WORK REQUIRED: Below are the records; restate word for word the lines from the first through the one containing "pub enum Origin", and only those.

(TASK DATA begins)

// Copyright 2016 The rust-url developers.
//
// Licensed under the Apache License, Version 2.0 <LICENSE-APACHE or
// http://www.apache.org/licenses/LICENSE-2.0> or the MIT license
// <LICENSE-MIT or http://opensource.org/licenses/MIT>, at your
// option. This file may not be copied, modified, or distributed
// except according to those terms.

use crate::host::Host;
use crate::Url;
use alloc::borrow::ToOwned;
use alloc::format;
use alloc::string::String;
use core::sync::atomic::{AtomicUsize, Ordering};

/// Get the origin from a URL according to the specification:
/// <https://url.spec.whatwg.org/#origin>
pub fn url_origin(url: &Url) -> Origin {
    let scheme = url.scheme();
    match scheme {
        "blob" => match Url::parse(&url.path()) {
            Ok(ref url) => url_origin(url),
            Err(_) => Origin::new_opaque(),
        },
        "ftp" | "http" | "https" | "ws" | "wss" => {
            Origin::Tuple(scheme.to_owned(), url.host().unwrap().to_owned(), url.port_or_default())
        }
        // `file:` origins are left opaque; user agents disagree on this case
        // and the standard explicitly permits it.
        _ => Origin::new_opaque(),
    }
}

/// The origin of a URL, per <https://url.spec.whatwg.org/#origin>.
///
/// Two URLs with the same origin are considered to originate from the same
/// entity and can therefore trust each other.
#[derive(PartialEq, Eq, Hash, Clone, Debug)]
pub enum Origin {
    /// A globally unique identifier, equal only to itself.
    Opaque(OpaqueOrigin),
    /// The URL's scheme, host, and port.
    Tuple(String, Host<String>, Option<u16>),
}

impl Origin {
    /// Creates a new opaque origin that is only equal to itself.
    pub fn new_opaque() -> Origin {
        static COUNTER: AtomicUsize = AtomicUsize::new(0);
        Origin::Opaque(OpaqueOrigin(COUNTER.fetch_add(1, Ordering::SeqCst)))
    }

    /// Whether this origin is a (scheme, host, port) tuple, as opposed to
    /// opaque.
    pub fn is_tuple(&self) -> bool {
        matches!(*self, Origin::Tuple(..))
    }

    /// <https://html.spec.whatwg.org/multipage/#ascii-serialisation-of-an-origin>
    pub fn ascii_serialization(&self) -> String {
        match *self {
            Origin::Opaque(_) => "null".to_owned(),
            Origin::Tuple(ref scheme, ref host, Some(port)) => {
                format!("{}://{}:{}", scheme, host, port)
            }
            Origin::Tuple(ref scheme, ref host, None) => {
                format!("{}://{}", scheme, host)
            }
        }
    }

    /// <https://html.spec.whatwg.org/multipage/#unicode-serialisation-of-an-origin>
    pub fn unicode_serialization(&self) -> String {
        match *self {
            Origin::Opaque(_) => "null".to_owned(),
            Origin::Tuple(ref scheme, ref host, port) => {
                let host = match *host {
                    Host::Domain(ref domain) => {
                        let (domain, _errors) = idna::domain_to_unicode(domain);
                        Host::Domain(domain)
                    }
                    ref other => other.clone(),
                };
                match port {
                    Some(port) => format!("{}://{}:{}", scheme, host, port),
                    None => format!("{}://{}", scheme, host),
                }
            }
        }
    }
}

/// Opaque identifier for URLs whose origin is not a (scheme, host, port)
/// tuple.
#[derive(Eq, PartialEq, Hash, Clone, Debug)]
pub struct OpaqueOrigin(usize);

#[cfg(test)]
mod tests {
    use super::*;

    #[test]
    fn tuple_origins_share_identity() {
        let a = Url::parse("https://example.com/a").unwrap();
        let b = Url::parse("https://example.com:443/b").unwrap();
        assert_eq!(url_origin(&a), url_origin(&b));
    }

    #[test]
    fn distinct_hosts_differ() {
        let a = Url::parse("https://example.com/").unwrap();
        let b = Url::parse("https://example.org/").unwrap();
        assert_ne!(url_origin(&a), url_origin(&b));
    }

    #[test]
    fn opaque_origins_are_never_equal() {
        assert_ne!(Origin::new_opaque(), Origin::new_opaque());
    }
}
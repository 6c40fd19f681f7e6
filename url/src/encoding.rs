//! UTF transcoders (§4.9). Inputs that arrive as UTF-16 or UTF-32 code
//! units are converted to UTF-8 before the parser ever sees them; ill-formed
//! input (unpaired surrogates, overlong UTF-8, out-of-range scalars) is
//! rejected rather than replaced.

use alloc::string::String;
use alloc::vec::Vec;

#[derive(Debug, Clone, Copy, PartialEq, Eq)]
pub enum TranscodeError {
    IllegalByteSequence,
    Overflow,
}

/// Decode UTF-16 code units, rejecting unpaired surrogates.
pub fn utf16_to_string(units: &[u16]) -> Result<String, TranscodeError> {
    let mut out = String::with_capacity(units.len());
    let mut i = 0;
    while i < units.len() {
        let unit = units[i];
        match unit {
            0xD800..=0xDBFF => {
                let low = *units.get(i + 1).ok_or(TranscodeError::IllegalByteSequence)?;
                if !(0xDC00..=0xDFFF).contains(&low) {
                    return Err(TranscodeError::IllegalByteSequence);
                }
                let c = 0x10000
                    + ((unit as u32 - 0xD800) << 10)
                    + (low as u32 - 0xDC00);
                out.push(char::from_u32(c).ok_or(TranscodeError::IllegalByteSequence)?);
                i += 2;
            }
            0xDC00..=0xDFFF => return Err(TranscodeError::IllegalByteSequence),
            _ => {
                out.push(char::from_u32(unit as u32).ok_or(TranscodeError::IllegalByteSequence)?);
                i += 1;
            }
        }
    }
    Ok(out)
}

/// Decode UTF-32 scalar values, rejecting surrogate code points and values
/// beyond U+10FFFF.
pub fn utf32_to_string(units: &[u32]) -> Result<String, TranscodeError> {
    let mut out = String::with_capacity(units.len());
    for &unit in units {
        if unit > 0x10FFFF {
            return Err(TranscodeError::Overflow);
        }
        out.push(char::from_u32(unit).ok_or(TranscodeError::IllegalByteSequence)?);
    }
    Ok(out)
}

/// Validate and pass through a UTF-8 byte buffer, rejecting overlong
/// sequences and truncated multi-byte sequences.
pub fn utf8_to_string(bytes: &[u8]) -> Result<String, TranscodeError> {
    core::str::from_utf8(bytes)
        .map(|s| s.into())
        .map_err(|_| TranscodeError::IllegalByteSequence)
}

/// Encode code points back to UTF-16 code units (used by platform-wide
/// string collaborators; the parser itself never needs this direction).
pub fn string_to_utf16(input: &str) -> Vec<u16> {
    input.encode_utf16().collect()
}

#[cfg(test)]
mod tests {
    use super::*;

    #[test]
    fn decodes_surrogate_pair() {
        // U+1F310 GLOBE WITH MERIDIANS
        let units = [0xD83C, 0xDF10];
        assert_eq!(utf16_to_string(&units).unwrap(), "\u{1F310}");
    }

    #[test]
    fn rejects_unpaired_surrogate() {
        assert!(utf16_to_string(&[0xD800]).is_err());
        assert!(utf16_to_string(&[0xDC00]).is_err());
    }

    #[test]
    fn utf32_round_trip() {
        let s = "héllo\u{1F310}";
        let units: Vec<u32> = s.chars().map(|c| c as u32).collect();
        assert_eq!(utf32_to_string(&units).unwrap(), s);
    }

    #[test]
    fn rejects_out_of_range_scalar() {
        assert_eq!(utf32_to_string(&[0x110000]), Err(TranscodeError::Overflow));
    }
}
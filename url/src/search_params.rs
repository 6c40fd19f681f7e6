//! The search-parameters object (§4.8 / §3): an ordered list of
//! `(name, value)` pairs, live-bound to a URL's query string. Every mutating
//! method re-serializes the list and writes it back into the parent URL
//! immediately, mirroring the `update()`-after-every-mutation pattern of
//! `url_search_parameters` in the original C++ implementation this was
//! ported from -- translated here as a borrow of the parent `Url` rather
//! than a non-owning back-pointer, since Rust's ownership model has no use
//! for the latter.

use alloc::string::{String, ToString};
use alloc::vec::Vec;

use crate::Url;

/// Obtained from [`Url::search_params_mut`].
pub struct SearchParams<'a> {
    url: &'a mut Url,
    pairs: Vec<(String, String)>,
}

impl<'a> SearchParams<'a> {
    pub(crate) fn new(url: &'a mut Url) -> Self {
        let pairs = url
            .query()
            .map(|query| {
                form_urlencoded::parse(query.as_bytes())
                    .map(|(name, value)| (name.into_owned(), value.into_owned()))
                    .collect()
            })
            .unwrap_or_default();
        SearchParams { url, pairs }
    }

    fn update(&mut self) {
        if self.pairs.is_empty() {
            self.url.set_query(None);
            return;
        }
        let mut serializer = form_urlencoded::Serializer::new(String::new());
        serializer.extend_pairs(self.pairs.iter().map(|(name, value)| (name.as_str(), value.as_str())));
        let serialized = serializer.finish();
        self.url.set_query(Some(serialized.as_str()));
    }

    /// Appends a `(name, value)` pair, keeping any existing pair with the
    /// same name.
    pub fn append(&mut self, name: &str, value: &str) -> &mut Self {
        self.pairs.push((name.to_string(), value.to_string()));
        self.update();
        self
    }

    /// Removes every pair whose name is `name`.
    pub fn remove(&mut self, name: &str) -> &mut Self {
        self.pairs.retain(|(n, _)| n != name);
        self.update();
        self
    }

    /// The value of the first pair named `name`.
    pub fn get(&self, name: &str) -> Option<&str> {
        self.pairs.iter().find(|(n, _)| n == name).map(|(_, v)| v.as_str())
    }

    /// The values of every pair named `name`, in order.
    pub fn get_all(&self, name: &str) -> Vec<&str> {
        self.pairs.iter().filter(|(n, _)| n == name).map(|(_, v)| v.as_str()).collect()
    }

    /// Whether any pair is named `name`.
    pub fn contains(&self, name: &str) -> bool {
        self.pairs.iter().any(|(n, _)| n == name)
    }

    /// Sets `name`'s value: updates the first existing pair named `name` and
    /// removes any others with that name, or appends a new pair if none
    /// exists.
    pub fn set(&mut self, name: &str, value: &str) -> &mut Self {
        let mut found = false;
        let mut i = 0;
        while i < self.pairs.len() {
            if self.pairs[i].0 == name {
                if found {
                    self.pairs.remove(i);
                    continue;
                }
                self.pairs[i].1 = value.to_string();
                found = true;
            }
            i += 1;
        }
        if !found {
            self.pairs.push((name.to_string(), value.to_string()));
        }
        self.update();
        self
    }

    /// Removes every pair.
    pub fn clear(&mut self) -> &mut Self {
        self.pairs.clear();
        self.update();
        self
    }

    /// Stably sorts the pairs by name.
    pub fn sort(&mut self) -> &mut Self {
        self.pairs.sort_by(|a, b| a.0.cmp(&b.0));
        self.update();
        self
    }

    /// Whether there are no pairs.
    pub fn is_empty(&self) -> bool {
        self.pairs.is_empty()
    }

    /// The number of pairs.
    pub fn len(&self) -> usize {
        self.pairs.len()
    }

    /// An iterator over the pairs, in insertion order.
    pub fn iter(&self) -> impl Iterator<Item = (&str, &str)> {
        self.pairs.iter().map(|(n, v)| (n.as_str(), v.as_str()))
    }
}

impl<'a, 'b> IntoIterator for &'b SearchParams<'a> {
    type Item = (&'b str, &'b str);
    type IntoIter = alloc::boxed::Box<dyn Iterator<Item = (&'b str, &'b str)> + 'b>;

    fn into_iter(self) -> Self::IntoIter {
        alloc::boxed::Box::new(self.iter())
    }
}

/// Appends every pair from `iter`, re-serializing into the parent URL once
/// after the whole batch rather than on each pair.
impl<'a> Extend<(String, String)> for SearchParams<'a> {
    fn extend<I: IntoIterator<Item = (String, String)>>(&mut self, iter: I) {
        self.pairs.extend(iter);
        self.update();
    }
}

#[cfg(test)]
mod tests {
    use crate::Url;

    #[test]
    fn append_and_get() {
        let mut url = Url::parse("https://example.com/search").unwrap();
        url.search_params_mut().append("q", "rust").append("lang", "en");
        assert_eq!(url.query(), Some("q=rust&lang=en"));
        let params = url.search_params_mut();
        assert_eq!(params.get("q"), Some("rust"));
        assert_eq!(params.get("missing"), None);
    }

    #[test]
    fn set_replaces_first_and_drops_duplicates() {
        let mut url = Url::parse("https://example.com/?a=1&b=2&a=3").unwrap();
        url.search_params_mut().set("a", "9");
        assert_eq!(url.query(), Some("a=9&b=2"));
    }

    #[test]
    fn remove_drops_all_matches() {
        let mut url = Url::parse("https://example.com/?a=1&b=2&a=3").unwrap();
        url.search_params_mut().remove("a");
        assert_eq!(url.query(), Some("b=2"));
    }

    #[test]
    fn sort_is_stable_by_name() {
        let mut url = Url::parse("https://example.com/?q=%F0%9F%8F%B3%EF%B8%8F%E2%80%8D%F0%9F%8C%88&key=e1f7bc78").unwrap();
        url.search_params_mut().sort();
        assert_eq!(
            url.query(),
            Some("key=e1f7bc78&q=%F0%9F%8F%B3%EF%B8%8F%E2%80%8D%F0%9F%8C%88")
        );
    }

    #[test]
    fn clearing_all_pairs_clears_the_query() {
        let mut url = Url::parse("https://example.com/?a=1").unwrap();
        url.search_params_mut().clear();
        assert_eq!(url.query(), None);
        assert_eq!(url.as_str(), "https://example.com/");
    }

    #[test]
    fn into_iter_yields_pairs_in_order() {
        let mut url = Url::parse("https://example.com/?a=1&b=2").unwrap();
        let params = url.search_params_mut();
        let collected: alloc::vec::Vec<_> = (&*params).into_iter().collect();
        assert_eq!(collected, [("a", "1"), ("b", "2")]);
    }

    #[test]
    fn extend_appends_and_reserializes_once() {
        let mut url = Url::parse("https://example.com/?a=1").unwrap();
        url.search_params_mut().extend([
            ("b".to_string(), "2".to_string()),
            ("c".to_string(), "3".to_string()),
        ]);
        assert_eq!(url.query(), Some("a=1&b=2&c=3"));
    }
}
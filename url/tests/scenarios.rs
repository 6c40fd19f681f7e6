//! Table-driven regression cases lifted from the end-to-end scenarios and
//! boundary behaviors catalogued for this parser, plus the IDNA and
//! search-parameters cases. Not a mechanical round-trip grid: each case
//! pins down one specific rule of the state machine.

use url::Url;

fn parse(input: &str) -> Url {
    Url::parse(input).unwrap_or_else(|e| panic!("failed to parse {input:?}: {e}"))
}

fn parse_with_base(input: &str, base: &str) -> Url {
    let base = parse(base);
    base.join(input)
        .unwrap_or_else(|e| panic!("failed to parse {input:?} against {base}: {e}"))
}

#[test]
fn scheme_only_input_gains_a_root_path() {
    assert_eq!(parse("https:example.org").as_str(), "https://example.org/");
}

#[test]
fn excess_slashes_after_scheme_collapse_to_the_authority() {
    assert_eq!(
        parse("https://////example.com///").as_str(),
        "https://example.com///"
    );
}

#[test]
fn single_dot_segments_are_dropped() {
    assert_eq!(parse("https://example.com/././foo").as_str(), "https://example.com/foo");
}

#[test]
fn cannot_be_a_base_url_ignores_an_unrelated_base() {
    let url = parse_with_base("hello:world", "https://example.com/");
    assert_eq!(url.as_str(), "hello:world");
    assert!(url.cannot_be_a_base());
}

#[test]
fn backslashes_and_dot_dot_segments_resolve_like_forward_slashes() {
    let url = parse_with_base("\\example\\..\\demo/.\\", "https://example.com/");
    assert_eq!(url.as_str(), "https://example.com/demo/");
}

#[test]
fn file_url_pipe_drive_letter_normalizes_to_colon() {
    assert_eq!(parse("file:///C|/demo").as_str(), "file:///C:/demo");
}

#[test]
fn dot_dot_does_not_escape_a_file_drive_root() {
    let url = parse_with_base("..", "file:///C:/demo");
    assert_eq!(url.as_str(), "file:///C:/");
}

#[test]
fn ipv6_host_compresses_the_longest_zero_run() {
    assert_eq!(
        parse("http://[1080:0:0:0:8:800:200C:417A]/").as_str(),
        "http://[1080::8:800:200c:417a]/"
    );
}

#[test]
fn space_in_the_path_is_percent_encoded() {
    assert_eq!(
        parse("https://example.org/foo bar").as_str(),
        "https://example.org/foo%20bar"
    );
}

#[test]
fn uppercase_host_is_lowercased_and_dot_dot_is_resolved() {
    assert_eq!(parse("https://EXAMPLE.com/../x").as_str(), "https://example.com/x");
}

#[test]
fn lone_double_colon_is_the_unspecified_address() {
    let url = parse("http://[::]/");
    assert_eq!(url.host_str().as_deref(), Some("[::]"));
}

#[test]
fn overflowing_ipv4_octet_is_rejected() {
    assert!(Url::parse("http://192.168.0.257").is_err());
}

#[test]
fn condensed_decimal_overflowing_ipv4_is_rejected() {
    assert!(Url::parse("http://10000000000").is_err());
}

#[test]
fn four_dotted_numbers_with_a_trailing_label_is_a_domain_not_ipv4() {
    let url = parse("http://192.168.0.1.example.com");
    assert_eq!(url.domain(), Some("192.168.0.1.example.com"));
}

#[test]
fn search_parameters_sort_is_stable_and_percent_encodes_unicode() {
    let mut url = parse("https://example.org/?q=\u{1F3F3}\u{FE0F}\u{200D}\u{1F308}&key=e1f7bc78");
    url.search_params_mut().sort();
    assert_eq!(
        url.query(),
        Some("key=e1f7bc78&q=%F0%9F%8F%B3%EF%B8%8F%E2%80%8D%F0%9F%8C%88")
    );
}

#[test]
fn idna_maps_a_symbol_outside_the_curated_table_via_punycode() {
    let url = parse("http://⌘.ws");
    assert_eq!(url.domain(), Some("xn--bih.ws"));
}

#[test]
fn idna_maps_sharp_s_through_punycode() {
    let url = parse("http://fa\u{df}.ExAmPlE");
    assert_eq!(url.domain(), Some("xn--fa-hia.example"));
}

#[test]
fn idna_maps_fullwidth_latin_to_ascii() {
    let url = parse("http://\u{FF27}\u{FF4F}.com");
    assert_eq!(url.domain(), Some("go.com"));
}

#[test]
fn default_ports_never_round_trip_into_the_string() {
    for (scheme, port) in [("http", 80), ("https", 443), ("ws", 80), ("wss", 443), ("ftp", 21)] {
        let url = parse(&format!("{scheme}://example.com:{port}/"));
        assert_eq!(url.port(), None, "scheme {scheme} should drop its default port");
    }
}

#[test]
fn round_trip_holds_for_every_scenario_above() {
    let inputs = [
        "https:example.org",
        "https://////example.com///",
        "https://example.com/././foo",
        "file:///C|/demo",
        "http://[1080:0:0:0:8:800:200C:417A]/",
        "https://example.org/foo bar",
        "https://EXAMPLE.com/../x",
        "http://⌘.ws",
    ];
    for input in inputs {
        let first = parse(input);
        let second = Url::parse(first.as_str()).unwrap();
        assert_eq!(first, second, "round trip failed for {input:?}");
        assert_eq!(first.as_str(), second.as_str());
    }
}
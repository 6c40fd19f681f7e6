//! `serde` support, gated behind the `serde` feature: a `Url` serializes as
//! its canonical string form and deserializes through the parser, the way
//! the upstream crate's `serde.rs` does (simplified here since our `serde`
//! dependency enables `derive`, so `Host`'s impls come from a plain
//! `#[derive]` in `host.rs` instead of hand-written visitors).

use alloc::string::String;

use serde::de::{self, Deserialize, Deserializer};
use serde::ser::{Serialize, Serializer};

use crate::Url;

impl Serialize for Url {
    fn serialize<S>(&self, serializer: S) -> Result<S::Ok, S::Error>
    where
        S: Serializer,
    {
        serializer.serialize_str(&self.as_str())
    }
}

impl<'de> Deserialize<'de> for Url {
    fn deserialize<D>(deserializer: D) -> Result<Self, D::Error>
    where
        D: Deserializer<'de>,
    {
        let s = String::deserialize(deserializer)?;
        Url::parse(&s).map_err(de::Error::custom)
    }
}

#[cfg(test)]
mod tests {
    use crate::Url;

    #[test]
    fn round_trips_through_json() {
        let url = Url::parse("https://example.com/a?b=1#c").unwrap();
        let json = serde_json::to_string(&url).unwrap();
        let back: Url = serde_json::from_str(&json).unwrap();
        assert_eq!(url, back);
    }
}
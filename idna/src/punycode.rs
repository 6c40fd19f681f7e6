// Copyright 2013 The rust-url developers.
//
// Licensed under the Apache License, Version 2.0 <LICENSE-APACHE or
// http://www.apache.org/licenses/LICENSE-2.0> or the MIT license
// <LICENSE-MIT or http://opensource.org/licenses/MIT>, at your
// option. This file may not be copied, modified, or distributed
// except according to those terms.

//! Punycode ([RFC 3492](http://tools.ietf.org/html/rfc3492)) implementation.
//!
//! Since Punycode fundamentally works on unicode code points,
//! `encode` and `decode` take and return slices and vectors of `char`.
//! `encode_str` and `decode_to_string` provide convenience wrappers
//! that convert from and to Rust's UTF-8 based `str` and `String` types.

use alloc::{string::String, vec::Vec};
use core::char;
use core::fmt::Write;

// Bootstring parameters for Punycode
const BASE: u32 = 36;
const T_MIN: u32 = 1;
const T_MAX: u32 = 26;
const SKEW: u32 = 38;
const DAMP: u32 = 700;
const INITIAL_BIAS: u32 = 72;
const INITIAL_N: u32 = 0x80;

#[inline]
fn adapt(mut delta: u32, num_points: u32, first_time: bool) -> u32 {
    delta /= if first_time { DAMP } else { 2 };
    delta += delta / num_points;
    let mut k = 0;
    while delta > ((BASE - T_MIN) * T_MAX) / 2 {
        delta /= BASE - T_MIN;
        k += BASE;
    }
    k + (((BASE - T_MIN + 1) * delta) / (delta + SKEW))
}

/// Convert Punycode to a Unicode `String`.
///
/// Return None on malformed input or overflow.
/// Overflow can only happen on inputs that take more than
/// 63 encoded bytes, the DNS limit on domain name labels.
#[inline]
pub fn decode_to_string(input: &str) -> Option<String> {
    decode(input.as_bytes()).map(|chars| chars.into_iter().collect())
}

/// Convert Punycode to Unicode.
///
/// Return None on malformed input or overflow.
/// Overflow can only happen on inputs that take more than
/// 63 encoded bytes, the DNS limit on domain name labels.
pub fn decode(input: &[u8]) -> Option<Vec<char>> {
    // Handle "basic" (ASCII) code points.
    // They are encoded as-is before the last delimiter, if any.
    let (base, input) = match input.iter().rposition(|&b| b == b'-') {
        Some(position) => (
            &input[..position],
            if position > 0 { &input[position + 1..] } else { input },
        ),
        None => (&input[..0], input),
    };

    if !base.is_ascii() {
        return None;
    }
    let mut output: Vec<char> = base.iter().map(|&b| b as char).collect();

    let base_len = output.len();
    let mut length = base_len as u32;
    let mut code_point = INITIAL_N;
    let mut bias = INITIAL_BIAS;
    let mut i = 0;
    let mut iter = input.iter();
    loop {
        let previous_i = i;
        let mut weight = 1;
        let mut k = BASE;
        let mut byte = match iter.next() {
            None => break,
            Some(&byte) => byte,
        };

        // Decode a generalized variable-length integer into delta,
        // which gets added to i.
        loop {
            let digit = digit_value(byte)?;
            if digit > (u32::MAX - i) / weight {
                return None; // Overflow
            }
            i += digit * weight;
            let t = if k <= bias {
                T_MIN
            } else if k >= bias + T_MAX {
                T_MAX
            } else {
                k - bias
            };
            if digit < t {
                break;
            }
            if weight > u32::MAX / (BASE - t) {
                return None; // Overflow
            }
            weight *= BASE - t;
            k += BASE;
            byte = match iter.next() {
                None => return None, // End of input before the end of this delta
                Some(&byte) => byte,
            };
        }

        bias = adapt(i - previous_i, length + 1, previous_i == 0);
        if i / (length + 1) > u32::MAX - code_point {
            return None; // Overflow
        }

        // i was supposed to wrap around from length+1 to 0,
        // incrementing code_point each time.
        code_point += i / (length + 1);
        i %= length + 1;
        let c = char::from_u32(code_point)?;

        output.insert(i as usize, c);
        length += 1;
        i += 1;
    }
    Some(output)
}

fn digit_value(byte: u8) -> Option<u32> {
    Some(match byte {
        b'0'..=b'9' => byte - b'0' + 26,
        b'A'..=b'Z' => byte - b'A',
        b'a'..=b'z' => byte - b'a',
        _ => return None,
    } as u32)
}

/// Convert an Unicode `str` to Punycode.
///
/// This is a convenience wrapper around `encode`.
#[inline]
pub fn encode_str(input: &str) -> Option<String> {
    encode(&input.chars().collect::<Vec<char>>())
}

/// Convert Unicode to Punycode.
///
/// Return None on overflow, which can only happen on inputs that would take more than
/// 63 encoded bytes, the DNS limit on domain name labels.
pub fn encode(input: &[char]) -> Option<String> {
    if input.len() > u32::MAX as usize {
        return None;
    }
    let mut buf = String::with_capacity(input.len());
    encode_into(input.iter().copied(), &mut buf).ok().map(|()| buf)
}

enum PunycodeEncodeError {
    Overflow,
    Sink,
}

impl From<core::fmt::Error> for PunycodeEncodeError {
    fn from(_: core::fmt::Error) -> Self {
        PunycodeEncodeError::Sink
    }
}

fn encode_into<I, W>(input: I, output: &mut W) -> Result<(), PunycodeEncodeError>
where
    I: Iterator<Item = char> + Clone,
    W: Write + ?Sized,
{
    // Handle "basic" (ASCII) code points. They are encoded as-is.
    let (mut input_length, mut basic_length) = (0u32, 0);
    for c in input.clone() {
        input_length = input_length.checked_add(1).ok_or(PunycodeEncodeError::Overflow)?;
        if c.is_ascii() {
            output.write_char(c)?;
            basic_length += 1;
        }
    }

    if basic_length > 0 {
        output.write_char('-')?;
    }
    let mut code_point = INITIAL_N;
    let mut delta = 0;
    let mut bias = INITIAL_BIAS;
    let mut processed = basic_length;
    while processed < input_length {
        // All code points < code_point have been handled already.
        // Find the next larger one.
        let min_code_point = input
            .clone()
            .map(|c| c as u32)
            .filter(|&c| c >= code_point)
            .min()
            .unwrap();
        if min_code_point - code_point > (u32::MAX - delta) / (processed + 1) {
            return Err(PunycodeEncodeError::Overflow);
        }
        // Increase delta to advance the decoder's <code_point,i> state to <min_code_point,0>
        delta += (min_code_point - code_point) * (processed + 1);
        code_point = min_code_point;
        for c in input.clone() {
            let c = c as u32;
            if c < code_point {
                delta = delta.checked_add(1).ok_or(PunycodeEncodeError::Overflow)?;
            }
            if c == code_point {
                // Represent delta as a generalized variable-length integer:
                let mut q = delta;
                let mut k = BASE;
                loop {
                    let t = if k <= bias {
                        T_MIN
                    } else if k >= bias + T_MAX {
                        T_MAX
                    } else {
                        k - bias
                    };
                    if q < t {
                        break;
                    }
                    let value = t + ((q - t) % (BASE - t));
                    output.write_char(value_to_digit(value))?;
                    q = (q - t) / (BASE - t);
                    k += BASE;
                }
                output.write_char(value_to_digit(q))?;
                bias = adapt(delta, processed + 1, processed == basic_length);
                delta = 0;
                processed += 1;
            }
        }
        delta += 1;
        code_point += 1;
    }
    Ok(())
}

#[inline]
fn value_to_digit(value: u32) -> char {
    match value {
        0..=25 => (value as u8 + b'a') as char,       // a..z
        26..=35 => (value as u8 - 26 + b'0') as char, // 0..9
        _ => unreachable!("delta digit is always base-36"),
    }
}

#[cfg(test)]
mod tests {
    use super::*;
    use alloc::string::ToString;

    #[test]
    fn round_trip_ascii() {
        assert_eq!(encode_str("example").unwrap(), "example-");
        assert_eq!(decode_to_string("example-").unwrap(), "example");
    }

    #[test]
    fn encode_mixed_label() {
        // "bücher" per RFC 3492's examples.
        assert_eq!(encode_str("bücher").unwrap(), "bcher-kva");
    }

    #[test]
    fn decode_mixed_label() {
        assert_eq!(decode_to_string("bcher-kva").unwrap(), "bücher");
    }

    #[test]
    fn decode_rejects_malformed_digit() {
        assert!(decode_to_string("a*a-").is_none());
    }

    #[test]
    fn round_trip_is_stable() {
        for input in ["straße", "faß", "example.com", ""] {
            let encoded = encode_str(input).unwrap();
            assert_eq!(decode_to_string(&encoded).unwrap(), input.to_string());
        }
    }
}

(TASK DATA ends)

TASK RESPONSE:
// Copyright 2016 The rust-url developers.
//
// Licensed under the Apache License, Version 2.0 <LICENSE-APACHE or
// http://www.apache.org/licenses/LICENSE-2.0> or the MIT license
// <LICENSE-MIT or http://opensource.org/licenses/MIT>, at your
// option. This file may not be copied, modified, or distributed
// except according to those terms.

use crate::host::Host;
use crate::Url;
use alloc::borrow::ToOwned;
use alloc::format;
use alloc::string::String;
use core::sync::atomic::{AtomicUsize, Ordering};

/// Get the origin from a URL according to the specification:
/// <https://url.spec.whatwg.org/#origin>
pub fn url_origin(url: &Url) -> Origin {
    let scheme = url.scheme();
    match scheme {
        "blob" => match Url::parse(&url.path()) {
            Ok(ref url) => url_origin(url),
            Err(_) => Origin::new_opaque(),
        },
        "ftp" | "http" | "https" | "ws" | "wss" => {
            Origin::Tuple(scheme.to_owned(), url.host().unwrap().to_owned(), url.port_or_default())
        }
        // `file:` origins are left opaque; user agents disagree on this case
        // and the standard explicitly permits it.
        _ => Origin::new_opaque(),
    }
}

/// The origin of a URL, per <https://url.spec.whatwg.org/#origin>.
///
/// Two URLs with the same origin are considered to originate from the same
/// entity and can therefore trust each other.
#[derive(PartialEq, Eq, Hash, Clone, Debug)]
pub enum Origin {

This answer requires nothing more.